__WHAT TO PRODUCE__
Report how many lines in the following entries contain "Attempt". Nothing else should be given.
╭─ DATASET RECORDS
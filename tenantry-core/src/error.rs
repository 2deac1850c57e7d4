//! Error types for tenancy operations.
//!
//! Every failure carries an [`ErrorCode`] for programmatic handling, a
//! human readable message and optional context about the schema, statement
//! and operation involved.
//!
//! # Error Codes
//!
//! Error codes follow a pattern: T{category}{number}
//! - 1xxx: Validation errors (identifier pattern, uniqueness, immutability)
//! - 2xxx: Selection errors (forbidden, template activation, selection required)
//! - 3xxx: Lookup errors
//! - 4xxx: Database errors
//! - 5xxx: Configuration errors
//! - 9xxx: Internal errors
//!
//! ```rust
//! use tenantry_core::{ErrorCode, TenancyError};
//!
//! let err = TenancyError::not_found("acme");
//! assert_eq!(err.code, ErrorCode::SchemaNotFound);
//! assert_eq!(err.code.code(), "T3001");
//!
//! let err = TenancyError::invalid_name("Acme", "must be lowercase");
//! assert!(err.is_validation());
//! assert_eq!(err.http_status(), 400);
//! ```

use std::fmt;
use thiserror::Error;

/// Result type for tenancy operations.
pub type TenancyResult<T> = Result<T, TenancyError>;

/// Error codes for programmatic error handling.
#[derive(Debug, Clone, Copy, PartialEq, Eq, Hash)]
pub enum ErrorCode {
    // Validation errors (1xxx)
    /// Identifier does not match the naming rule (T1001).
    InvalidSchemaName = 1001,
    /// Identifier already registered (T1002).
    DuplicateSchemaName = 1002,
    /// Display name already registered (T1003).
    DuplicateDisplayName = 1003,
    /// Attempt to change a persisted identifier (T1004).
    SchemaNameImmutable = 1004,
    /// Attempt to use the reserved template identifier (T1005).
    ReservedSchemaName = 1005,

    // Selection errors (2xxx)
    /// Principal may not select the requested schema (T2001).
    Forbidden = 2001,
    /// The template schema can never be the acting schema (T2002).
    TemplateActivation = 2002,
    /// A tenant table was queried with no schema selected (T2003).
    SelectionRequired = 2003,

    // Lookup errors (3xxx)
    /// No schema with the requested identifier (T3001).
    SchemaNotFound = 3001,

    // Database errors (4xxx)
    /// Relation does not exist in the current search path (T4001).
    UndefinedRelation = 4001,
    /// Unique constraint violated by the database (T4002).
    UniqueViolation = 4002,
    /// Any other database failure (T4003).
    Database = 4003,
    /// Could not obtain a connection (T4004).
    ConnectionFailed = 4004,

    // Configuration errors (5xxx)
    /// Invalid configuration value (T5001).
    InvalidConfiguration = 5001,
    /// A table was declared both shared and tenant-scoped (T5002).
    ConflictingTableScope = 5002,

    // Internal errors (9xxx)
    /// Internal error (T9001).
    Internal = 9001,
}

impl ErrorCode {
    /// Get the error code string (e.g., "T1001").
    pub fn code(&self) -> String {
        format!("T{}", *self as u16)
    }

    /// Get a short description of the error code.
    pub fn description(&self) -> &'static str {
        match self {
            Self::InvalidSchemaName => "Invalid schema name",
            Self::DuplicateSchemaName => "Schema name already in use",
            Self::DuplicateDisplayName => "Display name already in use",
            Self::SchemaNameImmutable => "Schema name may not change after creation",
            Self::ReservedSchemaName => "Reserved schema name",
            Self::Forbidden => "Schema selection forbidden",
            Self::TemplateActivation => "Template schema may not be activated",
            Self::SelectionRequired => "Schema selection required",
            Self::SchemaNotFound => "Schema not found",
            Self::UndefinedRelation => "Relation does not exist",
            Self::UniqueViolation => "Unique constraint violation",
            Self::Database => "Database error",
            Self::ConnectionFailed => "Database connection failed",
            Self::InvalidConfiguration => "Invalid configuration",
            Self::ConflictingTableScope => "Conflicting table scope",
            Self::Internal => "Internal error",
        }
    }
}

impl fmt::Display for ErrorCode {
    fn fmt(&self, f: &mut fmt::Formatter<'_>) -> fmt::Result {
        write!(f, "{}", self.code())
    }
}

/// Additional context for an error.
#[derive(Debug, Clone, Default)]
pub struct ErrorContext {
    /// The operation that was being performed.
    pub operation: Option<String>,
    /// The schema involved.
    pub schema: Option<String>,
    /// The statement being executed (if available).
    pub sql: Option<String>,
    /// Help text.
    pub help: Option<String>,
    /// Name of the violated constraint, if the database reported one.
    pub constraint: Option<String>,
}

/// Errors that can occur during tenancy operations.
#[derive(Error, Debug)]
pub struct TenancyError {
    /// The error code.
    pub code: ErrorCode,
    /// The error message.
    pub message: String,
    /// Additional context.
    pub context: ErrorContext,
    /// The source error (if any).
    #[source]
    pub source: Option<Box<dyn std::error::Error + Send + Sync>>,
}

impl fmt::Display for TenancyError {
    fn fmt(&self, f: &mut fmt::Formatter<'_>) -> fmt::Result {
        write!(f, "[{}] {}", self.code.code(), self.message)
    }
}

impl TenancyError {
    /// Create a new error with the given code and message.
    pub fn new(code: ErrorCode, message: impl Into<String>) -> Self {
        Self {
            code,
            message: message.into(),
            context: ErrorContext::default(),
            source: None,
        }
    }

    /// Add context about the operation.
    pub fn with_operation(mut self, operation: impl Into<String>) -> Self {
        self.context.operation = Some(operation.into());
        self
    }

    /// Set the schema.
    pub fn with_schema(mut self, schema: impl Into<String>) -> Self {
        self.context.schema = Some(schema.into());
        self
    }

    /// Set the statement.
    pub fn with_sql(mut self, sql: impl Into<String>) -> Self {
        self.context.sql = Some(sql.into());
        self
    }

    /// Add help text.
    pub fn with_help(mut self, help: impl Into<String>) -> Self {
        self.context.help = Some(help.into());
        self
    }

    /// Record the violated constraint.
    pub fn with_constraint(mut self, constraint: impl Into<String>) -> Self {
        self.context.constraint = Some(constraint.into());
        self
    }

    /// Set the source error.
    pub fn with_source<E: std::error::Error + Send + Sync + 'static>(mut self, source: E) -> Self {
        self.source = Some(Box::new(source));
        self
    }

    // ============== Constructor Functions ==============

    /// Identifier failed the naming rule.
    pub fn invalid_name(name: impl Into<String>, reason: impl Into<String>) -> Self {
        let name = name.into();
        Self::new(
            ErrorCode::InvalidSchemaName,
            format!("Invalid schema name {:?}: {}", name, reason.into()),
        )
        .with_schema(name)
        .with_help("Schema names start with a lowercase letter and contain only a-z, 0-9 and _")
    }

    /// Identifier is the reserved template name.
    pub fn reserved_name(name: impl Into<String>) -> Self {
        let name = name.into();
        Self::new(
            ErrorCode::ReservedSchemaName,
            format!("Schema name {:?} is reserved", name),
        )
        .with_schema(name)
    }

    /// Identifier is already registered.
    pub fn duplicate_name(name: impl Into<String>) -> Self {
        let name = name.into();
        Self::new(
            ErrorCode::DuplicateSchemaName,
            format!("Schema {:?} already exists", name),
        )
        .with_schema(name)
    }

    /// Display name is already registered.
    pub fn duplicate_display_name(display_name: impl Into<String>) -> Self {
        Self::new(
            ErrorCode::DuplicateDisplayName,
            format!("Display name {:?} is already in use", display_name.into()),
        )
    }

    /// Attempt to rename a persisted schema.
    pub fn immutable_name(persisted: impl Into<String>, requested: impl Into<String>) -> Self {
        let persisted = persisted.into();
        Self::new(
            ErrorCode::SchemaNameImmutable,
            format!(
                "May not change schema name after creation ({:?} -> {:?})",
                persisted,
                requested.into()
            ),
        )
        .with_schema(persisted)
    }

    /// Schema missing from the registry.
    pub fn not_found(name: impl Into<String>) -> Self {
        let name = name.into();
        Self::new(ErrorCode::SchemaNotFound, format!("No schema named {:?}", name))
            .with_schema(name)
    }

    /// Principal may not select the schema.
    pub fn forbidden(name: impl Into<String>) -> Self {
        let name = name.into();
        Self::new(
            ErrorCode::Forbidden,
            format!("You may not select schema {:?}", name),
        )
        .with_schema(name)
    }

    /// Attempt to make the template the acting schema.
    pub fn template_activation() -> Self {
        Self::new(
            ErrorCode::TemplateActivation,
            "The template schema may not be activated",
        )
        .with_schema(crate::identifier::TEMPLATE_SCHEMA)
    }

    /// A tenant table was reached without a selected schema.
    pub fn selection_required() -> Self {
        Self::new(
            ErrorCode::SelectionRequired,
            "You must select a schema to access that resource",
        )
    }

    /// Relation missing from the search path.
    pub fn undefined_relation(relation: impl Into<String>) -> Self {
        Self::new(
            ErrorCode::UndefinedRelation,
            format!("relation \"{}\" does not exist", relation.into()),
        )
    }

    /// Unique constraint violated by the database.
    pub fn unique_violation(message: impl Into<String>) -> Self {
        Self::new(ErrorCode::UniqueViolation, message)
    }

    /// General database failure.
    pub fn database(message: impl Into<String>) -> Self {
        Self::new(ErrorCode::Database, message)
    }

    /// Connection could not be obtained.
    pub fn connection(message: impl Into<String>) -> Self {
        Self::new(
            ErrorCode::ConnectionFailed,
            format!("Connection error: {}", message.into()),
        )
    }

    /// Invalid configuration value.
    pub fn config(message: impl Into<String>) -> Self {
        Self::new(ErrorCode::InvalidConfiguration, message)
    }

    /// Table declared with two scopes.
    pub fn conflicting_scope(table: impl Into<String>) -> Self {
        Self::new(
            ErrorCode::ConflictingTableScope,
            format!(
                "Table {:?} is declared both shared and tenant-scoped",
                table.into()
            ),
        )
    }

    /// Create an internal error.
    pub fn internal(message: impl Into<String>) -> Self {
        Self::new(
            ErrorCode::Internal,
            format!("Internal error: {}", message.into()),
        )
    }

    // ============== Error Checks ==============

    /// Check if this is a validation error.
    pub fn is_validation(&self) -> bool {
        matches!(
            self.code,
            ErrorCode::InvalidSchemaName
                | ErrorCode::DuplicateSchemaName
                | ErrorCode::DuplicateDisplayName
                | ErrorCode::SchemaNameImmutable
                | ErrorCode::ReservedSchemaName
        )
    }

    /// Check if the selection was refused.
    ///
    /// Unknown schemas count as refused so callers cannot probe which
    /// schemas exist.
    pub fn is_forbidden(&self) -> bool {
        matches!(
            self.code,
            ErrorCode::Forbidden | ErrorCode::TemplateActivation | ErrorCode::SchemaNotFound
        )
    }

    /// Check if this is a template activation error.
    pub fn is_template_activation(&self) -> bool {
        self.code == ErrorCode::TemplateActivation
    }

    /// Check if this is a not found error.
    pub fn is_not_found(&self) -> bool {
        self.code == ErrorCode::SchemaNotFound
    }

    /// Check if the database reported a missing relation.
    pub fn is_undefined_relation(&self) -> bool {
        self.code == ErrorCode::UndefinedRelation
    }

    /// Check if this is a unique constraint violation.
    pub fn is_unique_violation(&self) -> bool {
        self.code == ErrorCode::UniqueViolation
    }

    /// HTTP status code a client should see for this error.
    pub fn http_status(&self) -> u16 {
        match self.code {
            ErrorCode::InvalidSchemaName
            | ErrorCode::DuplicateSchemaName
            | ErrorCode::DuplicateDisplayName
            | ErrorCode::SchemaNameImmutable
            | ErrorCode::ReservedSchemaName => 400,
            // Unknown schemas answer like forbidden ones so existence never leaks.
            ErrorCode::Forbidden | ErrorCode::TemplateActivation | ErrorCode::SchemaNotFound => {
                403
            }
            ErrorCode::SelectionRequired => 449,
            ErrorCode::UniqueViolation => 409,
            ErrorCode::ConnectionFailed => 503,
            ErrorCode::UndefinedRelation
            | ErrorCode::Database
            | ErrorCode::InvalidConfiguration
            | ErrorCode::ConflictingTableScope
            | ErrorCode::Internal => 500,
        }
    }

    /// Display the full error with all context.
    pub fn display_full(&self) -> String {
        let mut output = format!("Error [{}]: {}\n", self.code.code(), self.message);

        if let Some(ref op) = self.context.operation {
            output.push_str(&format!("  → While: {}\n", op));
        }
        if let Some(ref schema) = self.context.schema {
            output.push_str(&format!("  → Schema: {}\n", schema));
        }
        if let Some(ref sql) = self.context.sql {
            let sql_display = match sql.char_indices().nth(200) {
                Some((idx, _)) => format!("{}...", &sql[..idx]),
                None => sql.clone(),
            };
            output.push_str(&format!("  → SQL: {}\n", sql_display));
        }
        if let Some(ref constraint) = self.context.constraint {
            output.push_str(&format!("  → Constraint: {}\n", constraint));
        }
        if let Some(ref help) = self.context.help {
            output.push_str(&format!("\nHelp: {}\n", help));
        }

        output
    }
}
╰─
__SOLVED PROBLEM__
4